Мистер Грейвз набил трубку и одарил Чарлза долгим мягким и вопросительным взглядом. Было ему под тридцать, и он носил твидовый пиджак со старым галстуком Регбийной лиги.
[113]Он появился в Спирпойнте, когда Чарлз был на первом семестре, и встретились они лишь однажды, да и то как-то мельком, вскользь. Тогда ослепленного новизной Чарлза растрогали его приветливость и теплота. А потом мистера Грейвза призвали в армию, и вот теперь он вернулся, в прошлом семестре, и был назначен старшим наставником отделения. За время его отсутствия Чарлз стал куда более уверенным в себе и не нуждался в проявлениях покровительства или теплоты со стороны преподавателей. Он испытывал лишь одну привязанность — к Фрэнку, которого и сменил мистер Грейвз. Казалось, призрак Фрэнка заполнил собой всю эту комнату. Вместо снимков футбольных команд Фрэнка Грейвз украсил стены копиями с гравюр Медичи. Томик «Поэзия Георгианской эпохи» в шкафу был его, не Фрэнка. Место герба колледжа заняла на каминной доске коробочка с табаком.— Итак, Чарлз Райдер, — начал мистер Грейвз, — я вам, похоже, не по нраву?
— Сэр?..
Тут Грейвз вдруг вспылил:
— Если собираешься и дальше сидеть как каменное изваяние, я тебе не помощник.
Но Чарлз промолчал.
— У меня есть друг, — начал мистер Грейвз, — иллюстратор. Вот я и подумал: может, ты хочешь, чтоб я показал ему твою работу? Ну, ту, что ты посылал в прошлом семестре на художественный конкурс.
— К сожалению, я оставил ее дома, сэр.
— Ну а во время каникул рисовал?
— Всего одна или две работы, сэр.
— Никогда не пробовал писать с натуры?
— Ни разу, сэр.
— Слишком уж ты замкнут и неамбициозен для мальчика своего возраста. Впрочем, это твое дело.
— Да, сэр.
— С таким парнем, как ты, трудно разговаривать, верно, Чарли?
— Ну, это как кому. Фрэнку не было трудно. — Чарлзу хотелось добавить: «Да я мог часами разговаривать с Фрэнком», — однако вместо этого он сказал: — Пожалуй что так, сэр.
— Ну а вот мне хочется поговорить с тобой по душам. Складывается впечатление, что в этом семестре с тобой не все благополучно, и это понятно: весь год ты пребывал в довольно трудном положении. Обычно в конце последнего семестра уходят семь-восемь человек, но поскольку война скоро закончится, они останутся еще на один год, чтоб лучше подготовиться к университету, — рассчитывают получить стипендию и все такое прочее. И вот теперь у нас ушел только Сагдон, а потому образовалась всего одна вакансия. А это, в свою очередь, означает, что и в совете всего одна вакансия, и, судя по всему, ты на нее рассчитывал.
— Нет, сэр. В классе меня обошли двое учеников.
— Но не О’Мэлли, верно? Не знаю, удастся ли мне объяснить, почему я отдал предпочтение ему, а не тебе. Ты во многих смыслах был более подходящей кандидатурой. Но суть в том, что некоторым
— Я понимаю, что вы имеете в виду, сэр.
— Сердитый маленький дьяволенок, вот кто ты есть!
— Сэр?..
— Ладно, иди. Нет смысла тратить на тебя время.
— Спасибо, сэр.
Чарлз поднялся.
— Я заказал — и скоро получу — маленький ручной печатный станок, — заметил мистер Грейвз. — Думаю, он тебя заинтересует.

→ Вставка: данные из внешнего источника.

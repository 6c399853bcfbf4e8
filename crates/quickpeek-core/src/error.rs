//! Error types for preview and configuration operations.

use std::path::PathBuf;

use serde::{Deserialize, Serialize};
use thiserror::Error;

/// Errors that can occur while presenting a preview.
#[derive(Debug, Error)]
pub enum PreviewError {
    /// The requested path was empty.
    #[error("Preview path is empty")]
    EmptyPath,

    /// The file's permission bits could not be changed.
    #[error("Failed to set permissions {mode:o} on {path}: {source}")]
    PermissionAdjustmentFailed {
        path: PathBuf,
        mode: u32,
        #[source]
        source: std::io::Error,
    },

    /// The host has no surface ready to host the modal preview.
    #[error("No presentation context available")]
    NoPresentationContext,
}

impl PreviewError {
    /// Create a permission adjustment error with path context.
    pub fn permission(path: impl Into<PathBuf>, mode: u32, source: std::io::Error) -> Self {
        Self::PermissionAdjustmentFailed {
            path: path.into(),
            mode,
            source,
        }
    }
}

/// Errors that can occur while loading presenter configuration.
#[derive(Debug, Error)]
pub enum ConfigError {
    /// Reading the config file failed.
    #[error("I/O error at {path}: {source}")]
    Io {
        path: PathBuf,
        #[source]
        source: std::io::Error,
    },

    /// The config file is not valid TOML for this schema.
    #[error("Invalid configuration: {0}")]
    Parse(#[from] toml::de::Error),

    /// Permission mode outside `0o7777`.
    #[error("Invalid permission mode: {mode:o}")]
    InvalidMode { mode: u32 },
}

/// Kind of preview warning.
#[derive(Debug, Clone, Copy, PartialEq, Eq, Serialize, Deserialize)]
pub enum WarningKind {
    /// Permission bits could not be adjusted.
    PermissionAdjustment,
}

/// Non-fatal warning produced while presenting a preview.
#[derive(Debug, Clone, PartialEq, Eq, Serialize, Deserialize)]
pub struct PreviewWarning {
    /// Path the warning refers to.
    pub path: PathBuf,
    /// Human-readable message.
    pub message: String,
    /// Kind of warning.
    pub kind: WarningKind,
}

impl PreviewWarning {
    /// Create a new preview warning.
    pub fn new(path: impl Into<PathBuf>, message: impl Into<String>, kind: WarningKind) -> Self {
        Self {
            path: path.into(),
            message: message.into(),
            kind,
        }
    }

    /// Build a warning from a recovered error.
    pub fn from_error(error: &PreviewError) -> Option<Self> {
        match error {
            PreviewError::PermissionAdjustmentFailed { path, .. } => Some(Self::new(
                path.clone(),
                error.to_string(),
                WarningKind::PermissionAdjustment,
            )),
            _ => None,
        }
    }
}
//! Core types and traits for quickpeek.
//!
//! This crate provides the preview session, the presenter that drives a
//! native preview surface, and the seams ([`PreviewSurface`],
//! [`PresentationHost`]) a platform plugs into. A headless surface is included
//! for environments without a UI.

mod config;
mod error;
pub mod headless;
mod permissions;
mod presenter;
mod session;
mod surface;

pub use config::{MissingContextPolicy, PresenterConfig, PresenterConfigBuilder, DEFAULT_MODE};
pub use error::{ConfigError, PreviewError, PreviewWarning, WarningKind};
pub use permissions::adjust_permissions;
pub use presenter::{PresentOutcome, PreviewPresenter};
pub use session::{PreviewItem, PreviewSession, SessionState};
pub use surface::{PresentationContext, PresentationHost, PreviewDataSource, PreviewSurface};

Станок действительно страшно интересовал Чарлза и занимал одно из главных мест в его мечтах, причем везде — в церкви, в школе, в постели: словом, в редкие минуты абстрагирования от неприятной действительности. Пока другие мечтали о гоночных автомобилях, охоте и скоростных моторках, Чарлз часто и подолгу думал о создании собственной печатной продукции. Но какие образы встают у него перед глазами, ни за что не признался бы мистеру Грейвзу.
— Думаю, что изобретение миниатюрного переносного станка — самая настоящая катастрофа, сэр. Каллиграфия сильно пострадает.